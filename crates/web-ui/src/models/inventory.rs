//! Room and room type management forms
//!
//! Form fields are kept as the strings the inputs produce. `validate` turns
//! them into the request body, so nothing malformed is ever sent.

use serde::{Deserialize, Serialize};

use crate::models::{HotelRoomSummary, RoomStatus, RoomType, UiError, UiResult};

/// Statuses an operator can pick when editing a room
pub const EDITABLE_ROOM_STATUSES: [RoomStatus; 4] = [
    RoomStatus::Available,
    RoomStatus::Occupied,
    RoomStatus::Maintenance,
    RoomStatus::OutOfOrder,
];

/// Body of `POST /hotels/{id}/rooms` and `PUT /hotels/{id}/rooms/{room}`
#[derive(Serialize, Deserialize, Clone, Debug, PartialEq)]
pub struct RoomDraft {
    pub room_type_id: i64,
    pub room_number: String,
    pub floor: i32,
    pub is_blockchain_enabled: bool,
    pub status: RoomStatus,
}

/// Add/edit room form
#[derive(Clone, Debug, PartialEq)]
pub struct RoomForm {
    /// Room being edited; `None` when adding
    pub editing: Option<i64>,
    pub room_type_id: String,
    pub room_number: String,
    pub floor: String,
    pub is_blockchain_enabled: bool,
    pub status: RoomStatus,
}

impl RoomForm {
    /// Empty form preselecting the first room type
    pub fn new(room_types: &[RoomType]) -> Self {
        Self {
            editing: None,
            room_type_id: room_types
                .first()
                .map(|t| t.id.to_string())
                .unwrap_or_default(),
            room_number: String::new(),
            floor: String::new(),
            is_blockchain_enabled: true,
            status: RoomStatus::Available,
        }
    }

    pub fn edit(room: &HotelRoomSummary) -> Self {
        Self {
            editing: Some(room.id),
            room_type_id: room.room_type_id.to_string(),
            room_number: room.room_number.clone(),
            floor: room.floor.to_string(),
            is_blockchain_enabled: room.is_blockchain_enabled,
            status: room.status.clone(),
        }
    }

    pub fn is_editing(&self) -> bool {
        self.editing.is_some()
    }

    pub fn validate(&self) -> UiResult<RoomDraft> {
        let room_number = self.room_number.trim();
        if room_number.is_empty() {
            return Err(UiError::validation_field("room_number", "Room number is required"));
        }
        let floor: i32 = self
            .floor
            .trim()
            .parse()
            .map_err(|_| UiError::validation_field("floor", "Floor must be a whole number"))?;
        if floor < 0 {
            return Err(UiError::validation_field("floor", "Floor cannot be negative"));
        }
        let room_type_id: i64 = self
            .room_type_id
            .trim()
            .parse()
            .map_err(|_| UiError::validation_field("room_type_id", "Choose a room type"))?;

        Ok(RoomDraft {
            room_type_id,
            room_number: room_number.to_string(),
            floor,
            is_blockchain_enabled: self.is_blockchain_enabled,
            status: self.status.clone(),
        })
    }
}

/// Body of `POST /hotels/{id}/room-types` and `PUT /hotels/{id}/room-types/{type}`
#[derive(Serialize, Deserialize, Clone, Debug, PartialEq)]
pub struct RoomTypeDraft {
    pub type_name: String,
    pub description: String,
    pub price_per_person: f64,
    pub min_capacity: u32,
    pub max_capacity: u32,
    pub amenities: String,
}

/// Add/edit room type form
#[derive(Clone, Debug, Default, PartialEq)]
pub struct RoomTypeForm {
    pub editing: Option<i64>,
    pub type_name: String,
    pub description: String,
    pub price_per_person: String,
    pub min_capacity: String,
    pub max_capacity: String,
    pub amenities: String,
}

impl RoomTypeForm {
    pub fn edit(room_type: &RoomType) -> Self {
        Self {
            editing: Some(room_type.id),
            type_name: room_type.type_name.clone(),
            description: room_type.description.clone(),
            price_per_person: room_type.price_per_person.to_string(),
            min_capacity: room_type.min_capacity.to_string(),
            max_capacity: room_type.max_capacity.to_string(),
            amenities: room_type.amenities.clone(),
        }
    }

    pub fn is_editing(&self) -> bool {
        self.editing.is_some()
    }

    pub fn validate(&self) -> UiResult<RoomTypeDraft> {
        let type_name = self.type_name.trim();
        if type_name.is_empty() {
            return Err(UiError::validation_field("type_name", "Type name is required"));
        }
        let price_per_person: f64 = self
            .price_per_person
            .trim()
            .parse()
            .ok()
            .filter(|price: &f64| price.is_finite() && *price >= 0.0)
            .ok_or_else(|| {
                UiError::validation_field("price_per_person", "Price must be zero or more")
            })?;
        let capacity = |field: &str, value: &str| -> UiResult<u32> {
            value
                .trim()
                .parse::<u32>()
                .ok()
                .filter(|n| *n >= 1)
                .ok_or_else(|| UiError::validation_field(field, "Capacity must be at least 1"))
        };
        let min_capacity = capacity("min_capacity", &self.min_capacity)?;
        let max_capacity = capacity("max_capacity", &self.max_capacity)?;
        if max_capacity < min_capacity {
            return Err(UiError::validation_field(
                "max_capacity",
                "Max capacity cannot be below min capacity",
            ));
        }

        Ok(RoomTypeDraft {
            type_name: type_name.to_string(),
            description: self.description.trim().to_string(),
            price_per_person,
            min_capacity,
            max_capacity,
            amenities: self.amenities.trim().to_string(),
        })
    }
}

/// `{"message": "..."}` returned by back-office mutations
#[derive(Serialize, Deserialize, Clone, Debug, Default)]
pub struct ActionMessage {
    #[serde(default)]
    pub message: Option<String>,
}

impl ActionMessage {
    pub fn or(self, fallback: &str) -> String {
        self.message
            .filter(|m| !m.trim().is_empty())
            .unwrap_or_else(|| fallback.to_string())
    }
}

#[cfg(test)]
mod tests {
    use super::*;

    fn suite() -> RoomType {
        RoomType {
            id: 7,
            type_name: "Suite".to_string(),
            price_per_person: 150000.0,
            min_capacity: 2,
            max_capacity: 4,
            ..Default::default()
        }
    }

    #[test]
    fn test_new_room_form_defaults() {
        let form = RoomForm::new(&[suite()]);
        assert_eq!(form.room_type_id, "7");
        assert!(form.is_blockchain_enabled);
        assert_eq!(form.status, RoomStatus::Available);
        assert!(!form.is_editing());

        assert_eq!(RoomForm::new(&[]).room_type_id, "");
    }

    #[test]
    fn test_room_form_validation() {
        let mut form = RoomForm::new(&[suite()]);
        form.room_number = " 102A ".to_string();
        form.floor = "3".to_string();
        let draft = form.validate().unwrap();
        assert_eq!(draft.room_number, "102A");
        assert_eq!(draft.floor, 3);
        assert_eq!(draft.room_type_id, 7);

        let json = serde_json::to_value(&draft).unwrap();
        assert_eq!(json["status"], "AVAILABLE");
        assert_eq!(json["is_blockchain_enabled"], true);

        for (number, floor, type_id) in [("", "1", "7"), ("101", "x", "7"), ("101", "-1", "7"), ("101", "1", "")] {
            let form = RoomForm {
                room_number: number.to_string(),
                floor: floor.to_string(),
                room_type_id: type_id.to_string(),
                ..form.clone()
            };
            assert!(form.validate().unwrap_err().is_validation_error());
        }
    }

    #[test]
    fn test_edit_room_keeps_values() {
        let room = HotelRoomSummary {
            id: 11,
            room_number: "305".to_string(),
            floor: 3,
            room_type_id: 7,
            status: RoomStatus::Maintenance,
            is_blockchain_enabled: false,
        };
        let form = RoomForm::edit(&room);
        assert_eq!(form.editing, Some(11));
        let draft = form.validate().unwrap();
        assert_eq!(draft.status, RoomStatus::Maintenance);
        assert!(!draft.is_blockchain_enabled);
    }

    #[test]
    fn test_room_type_form_validation() {
        let form = RoomTypeForm::edit(&suite());
        let draft = form.validate().unwrap();
        assert_eq!(draft.price_per_person, 150000.0);
        assert_eq!((draft.min_capacity, draft.max_capacity), (2, 4));

        let bad = [
            RoomTypeForm { type_name: " ".to_string(), ..form.clone() },
            RoomTypeForm { price_per_person: "-5".to_string(), ..form.clone() },
            RoomTypeForm { price_per_person: "abc".to_string(), ..form.clone() },
            RoomTypeForm { min_capacity: "0".to_string(), ..form.clone() },
            RoomTypeForm { max_capacity: "1".to_string(), ..form.clone() },
        ];
        for form in bad {
            assert!(form.validate().is_err(), "{form:?} should be rejected");
        }
    }

    #[test]
    fn test_action_message_fallback() {
        let empty: ActionMessage = serde_json::from_str("{}").unwrap();
        assert_eq!(empty.or("Room saved successfully"), "Room saved successfully");
        let given: ActionMessage = serde_json::from_str(r#"{"message":"Room created"}"#).unwrap();
        assert_eq!(given.or("Room saved successfully"), "Room created");
    }
}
--------------------------------------------------
_Problem details:_
If a line in the entries holds the string "models", copy it.

_Solution:_
filename crates/web-ui/src/models/inventory.rs
use crate::models::{HotelRoomSummary, RoomStatus, RoomType, UiError, UiResult};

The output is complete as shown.